Assignment.
Nothing in the data should be left out, so repeat it all exactly.

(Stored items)
┌──

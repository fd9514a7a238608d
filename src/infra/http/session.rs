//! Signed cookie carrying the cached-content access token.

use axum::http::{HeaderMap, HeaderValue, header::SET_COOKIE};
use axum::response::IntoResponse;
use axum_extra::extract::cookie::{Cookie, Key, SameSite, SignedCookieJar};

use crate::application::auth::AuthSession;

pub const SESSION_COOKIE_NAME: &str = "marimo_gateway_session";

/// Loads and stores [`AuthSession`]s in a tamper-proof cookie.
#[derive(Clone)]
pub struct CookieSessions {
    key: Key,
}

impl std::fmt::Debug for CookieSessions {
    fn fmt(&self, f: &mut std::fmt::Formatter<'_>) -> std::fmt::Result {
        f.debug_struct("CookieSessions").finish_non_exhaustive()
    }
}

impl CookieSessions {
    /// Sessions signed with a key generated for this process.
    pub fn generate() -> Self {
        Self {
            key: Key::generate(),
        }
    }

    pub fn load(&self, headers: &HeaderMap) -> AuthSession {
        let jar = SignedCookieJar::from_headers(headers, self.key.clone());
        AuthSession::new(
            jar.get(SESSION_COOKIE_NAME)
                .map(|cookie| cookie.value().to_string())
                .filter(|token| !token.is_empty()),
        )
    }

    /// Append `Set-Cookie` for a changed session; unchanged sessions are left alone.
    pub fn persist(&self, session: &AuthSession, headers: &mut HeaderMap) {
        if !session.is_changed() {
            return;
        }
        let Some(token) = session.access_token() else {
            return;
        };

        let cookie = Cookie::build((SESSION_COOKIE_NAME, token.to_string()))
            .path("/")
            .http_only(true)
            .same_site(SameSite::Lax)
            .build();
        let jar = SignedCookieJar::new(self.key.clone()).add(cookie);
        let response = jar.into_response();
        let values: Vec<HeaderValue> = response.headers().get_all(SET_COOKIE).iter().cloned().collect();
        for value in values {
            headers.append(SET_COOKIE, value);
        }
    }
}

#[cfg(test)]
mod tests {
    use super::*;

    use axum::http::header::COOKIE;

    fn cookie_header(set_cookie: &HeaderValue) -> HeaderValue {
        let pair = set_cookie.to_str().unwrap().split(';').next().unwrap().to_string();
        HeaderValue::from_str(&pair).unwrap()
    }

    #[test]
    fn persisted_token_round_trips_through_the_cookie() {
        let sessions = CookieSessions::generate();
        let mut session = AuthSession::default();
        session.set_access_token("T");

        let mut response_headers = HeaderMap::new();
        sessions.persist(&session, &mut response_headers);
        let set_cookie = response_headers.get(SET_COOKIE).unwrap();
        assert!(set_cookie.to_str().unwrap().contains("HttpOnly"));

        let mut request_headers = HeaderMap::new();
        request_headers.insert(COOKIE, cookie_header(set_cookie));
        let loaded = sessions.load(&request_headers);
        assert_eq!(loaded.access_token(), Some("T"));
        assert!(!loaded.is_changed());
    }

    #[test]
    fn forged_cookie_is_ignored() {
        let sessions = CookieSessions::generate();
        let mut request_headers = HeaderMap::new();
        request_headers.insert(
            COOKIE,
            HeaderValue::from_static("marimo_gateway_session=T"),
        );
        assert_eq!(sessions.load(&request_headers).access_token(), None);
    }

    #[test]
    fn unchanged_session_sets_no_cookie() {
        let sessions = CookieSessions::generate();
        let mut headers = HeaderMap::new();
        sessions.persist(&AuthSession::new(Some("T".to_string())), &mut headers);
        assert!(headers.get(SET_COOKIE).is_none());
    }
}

└──

Response to the exercise.
repository fd9514a7a238608d
filename src/infra/http/session.rs
//! Signed cookie carrying the cached-content access token.

use axum::http::{HeaderMap, HeaderValue, header::SET_COOKIE};
use axum::response::IntoResponse;
use axum_extra::extract::cookie::{Cookie, Key, SameSite, SignedCookieJar};

use crate::application::auth::AuthSession;

pub const SESSION_COOKIE_NAME: &str = "marimo_gateway_session";

/// Loads and stores [`AuthSession`]s in a tamper-proof cookie.
#[derive(Clone)]
pub struct CookieSessions {
    key: Key,
}

impl std::fmt::Debug for CookieSessions {
    fn fmt(&self, f: &mut std::fmt::Formatter<'_>) -> std::fmt::Result {
        f.debug_struct("CookieSessions").finish_non_exhaustive()
    }
}

impl CookieSessions {
    /// Sessions signed with a key generated for this process.
    pub fn generate() -> Self {
        Self {
            key: Key::generate(),
        }
    }

    pub fn load(&self, headers: &HeaderMap) -> AuthSession {
        let jar = SignedCookieJar::from_headers(headers, self.key.clone());
        AuthSession::new(
            jar.get(SESSION_COOKIE_NAME)
                .map(|cookie| cookie.value().to_string())
                .filter(|token| !token.is_empty()),
        )
    }

    /// Append `Set-Cookie` for a changed session; unchanged sessions are left alone.
    pub fn persist(&self, session: &AuthSession, headers: &mut HeaderMap) {
        if !session.is_changed() {
            return;
        }
        let Some(token) = session.access_token() else {
            return;
        };

        let cookie = Cookie::build((SESSION_COOKIE_NAME, token.to_string()))
            .path("/")
            .http_only(true)
            .same_site(SameSite::Lax)
            .build();
        let jar = SignedCookieJar::new(self.key.clone()).add(cookie);
        let response = jar.into_response();
        let values: Vec<HeaderValue> = response.headers().get_all(SET_COOKIE).iter().cloned().collect();
        for value in values {
            headers.append(SET_COOKIE, value);
        }
    }
}

#[cfg(test)]
mod tests {
    use super::*;

    use axum::http::header::COOKIE;

    fn cookie_header(set_cookie: &HeaderValue) -> HeaderValue {
        let pair = set_cookie.to_str().unwrap().split(';').next().unwrap().to_string();
        HeaderValue::from_str(&pair).unwrap()
    }

    #[test]
    fn persisted_token_round_trips_through_the_cookie() {
        let sessions = CookieSessions::generate();
        let mut session = AuthSession::default();
        session.set_access_token("T");

        let mut response_headers = HeaderMap::new();
        sessions.persist(&session, &mut response_headers);
        let set_cookie = response_headers.get(SET_COOKIE).unwrap();
        assert!(set_cookie.to_str().unwrap().contains("HttpOnly"));

        let mut request_headers = HeaderMap::new();
        request_headers.insert(COOKIE, cookie_header(set_cookie));
        let loaded = sessions.load(&request_headers);
        assert_eq!(loaded.access_token(), Some("T"));
        assert!(!loaded.is_changed());
    }

    #[test]
    fn forged_cookie_is_ignored() {
        let sessions = CookieSessions::generate();
        let mut request_headers = HeaderMap::new();
        request_headers.insert(
            COOKIE,
            HeaderValue::from_static("marimo_gateway_session=T"),
        );
        assert_eq!(sessions.load(&request_headers).access_token(), None);
    }

    #[test]
    fn unchanged_session_sets_no_cookie() {
        let sessions = CookieSessions::generate();
        let mut headers = HeaderMap::new();
        sessions.persist(&AuthSession::new(Some("T".to_string())), &mut headers);
        assert!(headers.get(SET_COOKIE).is_none());
    }
}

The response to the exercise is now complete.